Exercise details
Check each line of the material for the string "captured", and copy the lines that have it.

Records for the exercise
--- START ---

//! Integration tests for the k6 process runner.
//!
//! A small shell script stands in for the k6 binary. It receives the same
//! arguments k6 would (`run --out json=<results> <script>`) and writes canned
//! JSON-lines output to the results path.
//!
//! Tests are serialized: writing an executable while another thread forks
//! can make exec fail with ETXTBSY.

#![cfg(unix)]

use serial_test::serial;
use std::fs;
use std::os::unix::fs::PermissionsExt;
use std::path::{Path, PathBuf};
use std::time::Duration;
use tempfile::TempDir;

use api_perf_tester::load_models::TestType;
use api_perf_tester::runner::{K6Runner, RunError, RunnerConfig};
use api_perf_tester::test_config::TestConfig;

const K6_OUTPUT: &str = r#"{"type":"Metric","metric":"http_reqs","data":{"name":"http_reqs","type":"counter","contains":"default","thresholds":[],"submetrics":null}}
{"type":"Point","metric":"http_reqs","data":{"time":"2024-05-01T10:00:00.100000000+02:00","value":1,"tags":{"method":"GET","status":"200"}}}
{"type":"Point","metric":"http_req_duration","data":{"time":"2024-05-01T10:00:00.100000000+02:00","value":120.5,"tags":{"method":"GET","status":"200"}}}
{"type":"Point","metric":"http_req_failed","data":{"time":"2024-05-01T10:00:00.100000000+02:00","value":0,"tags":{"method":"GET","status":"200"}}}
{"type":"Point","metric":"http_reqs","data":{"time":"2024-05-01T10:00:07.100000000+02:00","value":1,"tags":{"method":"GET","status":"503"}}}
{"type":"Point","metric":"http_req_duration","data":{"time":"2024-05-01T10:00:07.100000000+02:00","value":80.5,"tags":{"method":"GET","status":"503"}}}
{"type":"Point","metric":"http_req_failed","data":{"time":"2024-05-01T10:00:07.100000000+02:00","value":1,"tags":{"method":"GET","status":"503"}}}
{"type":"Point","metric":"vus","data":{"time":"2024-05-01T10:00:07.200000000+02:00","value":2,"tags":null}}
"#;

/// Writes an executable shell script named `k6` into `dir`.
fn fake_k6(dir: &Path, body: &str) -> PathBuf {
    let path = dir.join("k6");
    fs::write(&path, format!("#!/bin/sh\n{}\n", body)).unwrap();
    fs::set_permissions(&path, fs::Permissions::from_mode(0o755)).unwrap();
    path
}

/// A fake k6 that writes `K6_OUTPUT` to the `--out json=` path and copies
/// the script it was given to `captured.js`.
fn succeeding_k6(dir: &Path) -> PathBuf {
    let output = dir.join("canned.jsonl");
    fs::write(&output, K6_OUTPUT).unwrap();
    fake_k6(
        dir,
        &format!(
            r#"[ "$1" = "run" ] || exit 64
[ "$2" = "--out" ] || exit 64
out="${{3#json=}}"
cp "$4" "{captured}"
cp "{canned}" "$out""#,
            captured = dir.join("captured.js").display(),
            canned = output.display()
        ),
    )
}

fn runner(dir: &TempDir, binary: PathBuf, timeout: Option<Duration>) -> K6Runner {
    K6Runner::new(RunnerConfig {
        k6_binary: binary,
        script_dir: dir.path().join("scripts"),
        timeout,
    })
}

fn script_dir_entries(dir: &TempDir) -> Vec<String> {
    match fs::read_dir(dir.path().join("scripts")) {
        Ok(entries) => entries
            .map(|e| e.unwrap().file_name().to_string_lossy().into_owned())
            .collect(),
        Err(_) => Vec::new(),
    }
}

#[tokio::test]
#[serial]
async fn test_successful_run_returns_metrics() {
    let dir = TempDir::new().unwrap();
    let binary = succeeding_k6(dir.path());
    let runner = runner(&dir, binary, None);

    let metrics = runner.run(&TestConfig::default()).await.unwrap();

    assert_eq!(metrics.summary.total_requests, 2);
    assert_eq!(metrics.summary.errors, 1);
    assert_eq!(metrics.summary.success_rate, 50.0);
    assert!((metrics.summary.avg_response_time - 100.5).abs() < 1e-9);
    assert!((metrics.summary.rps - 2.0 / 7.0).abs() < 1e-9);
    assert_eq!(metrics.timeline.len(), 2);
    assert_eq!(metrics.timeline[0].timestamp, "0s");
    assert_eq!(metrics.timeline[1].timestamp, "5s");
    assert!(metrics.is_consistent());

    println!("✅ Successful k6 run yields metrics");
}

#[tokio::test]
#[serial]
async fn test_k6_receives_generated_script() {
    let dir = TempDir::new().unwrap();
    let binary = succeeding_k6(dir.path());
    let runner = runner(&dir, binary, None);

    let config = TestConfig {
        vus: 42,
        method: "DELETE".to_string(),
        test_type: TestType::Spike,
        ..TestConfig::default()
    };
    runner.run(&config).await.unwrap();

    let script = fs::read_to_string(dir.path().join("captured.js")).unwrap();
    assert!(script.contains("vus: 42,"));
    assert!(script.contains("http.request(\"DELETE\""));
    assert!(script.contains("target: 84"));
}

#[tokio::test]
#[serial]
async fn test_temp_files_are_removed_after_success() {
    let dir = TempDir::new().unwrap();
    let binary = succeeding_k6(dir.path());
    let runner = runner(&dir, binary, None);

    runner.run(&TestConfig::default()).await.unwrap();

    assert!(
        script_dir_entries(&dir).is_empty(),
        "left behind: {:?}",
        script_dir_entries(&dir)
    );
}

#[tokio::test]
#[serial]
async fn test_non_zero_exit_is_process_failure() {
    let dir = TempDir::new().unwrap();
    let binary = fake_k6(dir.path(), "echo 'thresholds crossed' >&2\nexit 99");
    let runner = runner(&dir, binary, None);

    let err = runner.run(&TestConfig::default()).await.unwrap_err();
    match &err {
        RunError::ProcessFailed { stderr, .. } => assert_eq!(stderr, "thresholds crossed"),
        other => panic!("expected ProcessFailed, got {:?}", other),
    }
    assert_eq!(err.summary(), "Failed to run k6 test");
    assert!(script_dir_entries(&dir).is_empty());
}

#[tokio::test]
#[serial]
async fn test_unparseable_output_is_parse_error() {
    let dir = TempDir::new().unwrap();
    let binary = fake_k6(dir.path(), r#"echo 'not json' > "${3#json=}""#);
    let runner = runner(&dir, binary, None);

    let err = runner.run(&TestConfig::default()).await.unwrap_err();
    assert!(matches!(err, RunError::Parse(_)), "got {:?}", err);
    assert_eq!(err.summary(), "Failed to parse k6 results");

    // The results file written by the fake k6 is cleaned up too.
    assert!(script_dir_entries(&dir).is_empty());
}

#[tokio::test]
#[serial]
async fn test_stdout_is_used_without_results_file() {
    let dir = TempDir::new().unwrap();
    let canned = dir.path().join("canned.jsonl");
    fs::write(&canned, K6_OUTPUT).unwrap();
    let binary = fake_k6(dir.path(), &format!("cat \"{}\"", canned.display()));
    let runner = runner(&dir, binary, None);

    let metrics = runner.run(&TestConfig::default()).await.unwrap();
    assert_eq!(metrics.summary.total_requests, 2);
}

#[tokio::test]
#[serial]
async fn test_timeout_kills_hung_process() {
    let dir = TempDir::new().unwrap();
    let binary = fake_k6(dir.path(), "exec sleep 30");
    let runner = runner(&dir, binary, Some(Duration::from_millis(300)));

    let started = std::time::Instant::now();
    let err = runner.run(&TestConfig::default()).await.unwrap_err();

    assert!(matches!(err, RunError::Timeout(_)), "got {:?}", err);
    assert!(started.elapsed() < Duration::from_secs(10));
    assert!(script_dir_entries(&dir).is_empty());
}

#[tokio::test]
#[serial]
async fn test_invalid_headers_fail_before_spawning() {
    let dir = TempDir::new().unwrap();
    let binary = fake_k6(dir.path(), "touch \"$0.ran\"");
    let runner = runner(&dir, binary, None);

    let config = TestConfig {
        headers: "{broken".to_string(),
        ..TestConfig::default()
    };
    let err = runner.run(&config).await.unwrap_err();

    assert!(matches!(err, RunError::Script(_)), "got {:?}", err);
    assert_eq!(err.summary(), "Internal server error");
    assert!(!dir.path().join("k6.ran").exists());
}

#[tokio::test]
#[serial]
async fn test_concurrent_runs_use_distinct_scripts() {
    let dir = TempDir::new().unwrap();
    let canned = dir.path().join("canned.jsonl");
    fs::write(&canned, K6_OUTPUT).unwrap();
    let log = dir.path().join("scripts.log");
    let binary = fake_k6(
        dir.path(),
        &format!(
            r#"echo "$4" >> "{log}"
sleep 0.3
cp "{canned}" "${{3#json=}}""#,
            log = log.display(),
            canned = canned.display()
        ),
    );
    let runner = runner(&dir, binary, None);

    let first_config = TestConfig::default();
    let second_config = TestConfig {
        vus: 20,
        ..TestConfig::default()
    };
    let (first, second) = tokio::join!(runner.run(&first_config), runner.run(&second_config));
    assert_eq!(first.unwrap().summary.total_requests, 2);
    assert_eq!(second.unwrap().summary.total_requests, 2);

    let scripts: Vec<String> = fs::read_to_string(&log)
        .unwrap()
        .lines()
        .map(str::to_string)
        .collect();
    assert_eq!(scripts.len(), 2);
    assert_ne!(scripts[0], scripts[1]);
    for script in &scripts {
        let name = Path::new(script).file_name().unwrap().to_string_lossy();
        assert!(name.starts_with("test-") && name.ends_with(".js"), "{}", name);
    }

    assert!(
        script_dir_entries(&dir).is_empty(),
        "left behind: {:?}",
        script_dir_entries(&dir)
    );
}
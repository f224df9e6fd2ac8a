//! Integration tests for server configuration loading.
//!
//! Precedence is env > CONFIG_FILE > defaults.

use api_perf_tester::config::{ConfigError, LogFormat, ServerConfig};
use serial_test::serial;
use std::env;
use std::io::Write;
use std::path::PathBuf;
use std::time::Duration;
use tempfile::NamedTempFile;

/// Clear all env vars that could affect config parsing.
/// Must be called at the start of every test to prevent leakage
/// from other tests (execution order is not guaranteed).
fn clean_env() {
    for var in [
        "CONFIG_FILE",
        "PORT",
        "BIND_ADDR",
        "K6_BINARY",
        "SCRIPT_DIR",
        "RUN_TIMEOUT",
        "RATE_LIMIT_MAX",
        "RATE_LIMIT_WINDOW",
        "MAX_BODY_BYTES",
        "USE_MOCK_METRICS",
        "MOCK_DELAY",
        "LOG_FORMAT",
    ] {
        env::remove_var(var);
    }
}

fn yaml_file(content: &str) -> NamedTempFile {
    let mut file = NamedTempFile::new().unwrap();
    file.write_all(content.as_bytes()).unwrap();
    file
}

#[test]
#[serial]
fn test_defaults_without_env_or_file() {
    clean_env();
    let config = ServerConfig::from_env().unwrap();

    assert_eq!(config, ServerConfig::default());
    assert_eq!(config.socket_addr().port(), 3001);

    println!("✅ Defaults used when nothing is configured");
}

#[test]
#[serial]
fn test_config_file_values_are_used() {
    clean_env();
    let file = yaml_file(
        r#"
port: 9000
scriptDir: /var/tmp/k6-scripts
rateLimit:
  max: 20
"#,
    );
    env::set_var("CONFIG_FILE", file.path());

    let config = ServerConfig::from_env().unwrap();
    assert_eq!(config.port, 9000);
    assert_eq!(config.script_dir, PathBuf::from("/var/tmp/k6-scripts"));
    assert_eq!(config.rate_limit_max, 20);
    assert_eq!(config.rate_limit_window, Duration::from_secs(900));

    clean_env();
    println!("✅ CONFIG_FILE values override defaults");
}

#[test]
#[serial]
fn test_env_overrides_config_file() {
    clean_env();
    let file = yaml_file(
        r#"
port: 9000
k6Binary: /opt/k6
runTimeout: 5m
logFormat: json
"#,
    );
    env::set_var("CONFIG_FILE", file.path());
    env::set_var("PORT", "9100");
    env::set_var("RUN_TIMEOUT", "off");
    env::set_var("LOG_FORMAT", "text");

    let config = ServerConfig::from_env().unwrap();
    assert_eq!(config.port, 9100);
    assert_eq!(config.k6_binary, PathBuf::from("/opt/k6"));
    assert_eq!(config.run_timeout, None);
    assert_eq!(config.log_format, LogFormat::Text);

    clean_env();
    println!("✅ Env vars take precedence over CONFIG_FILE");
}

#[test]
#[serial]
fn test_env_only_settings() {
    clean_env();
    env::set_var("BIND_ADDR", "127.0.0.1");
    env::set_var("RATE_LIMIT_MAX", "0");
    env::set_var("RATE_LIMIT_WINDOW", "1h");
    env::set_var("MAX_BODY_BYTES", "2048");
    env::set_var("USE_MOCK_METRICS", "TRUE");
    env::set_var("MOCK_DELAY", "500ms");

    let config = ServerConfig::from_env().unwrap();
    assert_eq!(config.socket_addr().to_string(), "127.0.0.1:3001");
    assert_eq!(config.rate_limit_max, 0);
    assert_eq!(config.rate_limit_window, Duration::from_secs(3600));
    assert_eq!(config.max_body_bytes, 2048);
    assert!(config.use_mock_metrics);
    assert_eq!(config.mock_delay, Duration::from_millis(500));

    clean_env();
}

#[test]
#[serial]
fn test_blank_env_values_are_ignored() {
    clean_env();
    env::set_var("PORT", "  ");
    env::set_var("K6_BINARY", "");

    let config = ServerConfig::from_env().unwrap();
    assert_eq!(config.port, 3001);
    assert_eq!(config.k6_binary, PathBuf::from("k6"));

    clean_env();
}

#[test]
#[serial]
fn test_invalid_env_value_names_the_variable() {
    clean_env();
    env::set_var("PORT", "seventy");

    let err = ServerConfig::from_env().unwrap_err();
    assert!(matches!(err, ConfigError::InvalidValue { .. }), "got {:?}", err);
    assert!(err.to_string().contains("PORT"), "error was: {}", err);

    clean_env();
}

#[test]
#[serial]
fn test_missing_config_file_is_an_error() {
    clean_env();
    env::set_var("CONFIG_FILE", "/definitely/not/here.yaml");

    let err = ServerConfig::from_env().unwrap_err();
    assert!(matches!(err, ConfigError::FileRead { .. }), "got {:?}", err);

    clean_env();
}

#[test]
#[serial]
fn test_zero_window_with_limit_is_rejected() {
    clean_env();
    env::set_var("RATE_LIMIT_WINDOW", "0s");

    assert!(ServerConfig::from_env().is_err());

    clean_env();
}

--- END ---

Answer to the exercise
/// the script it was given to `captured.js`.
cp "$4" "{captured}"
            captured = dir.join("captured.js").display(),
    let script = fs::read_to_string(dir.path().join("captured.js")).unwrap();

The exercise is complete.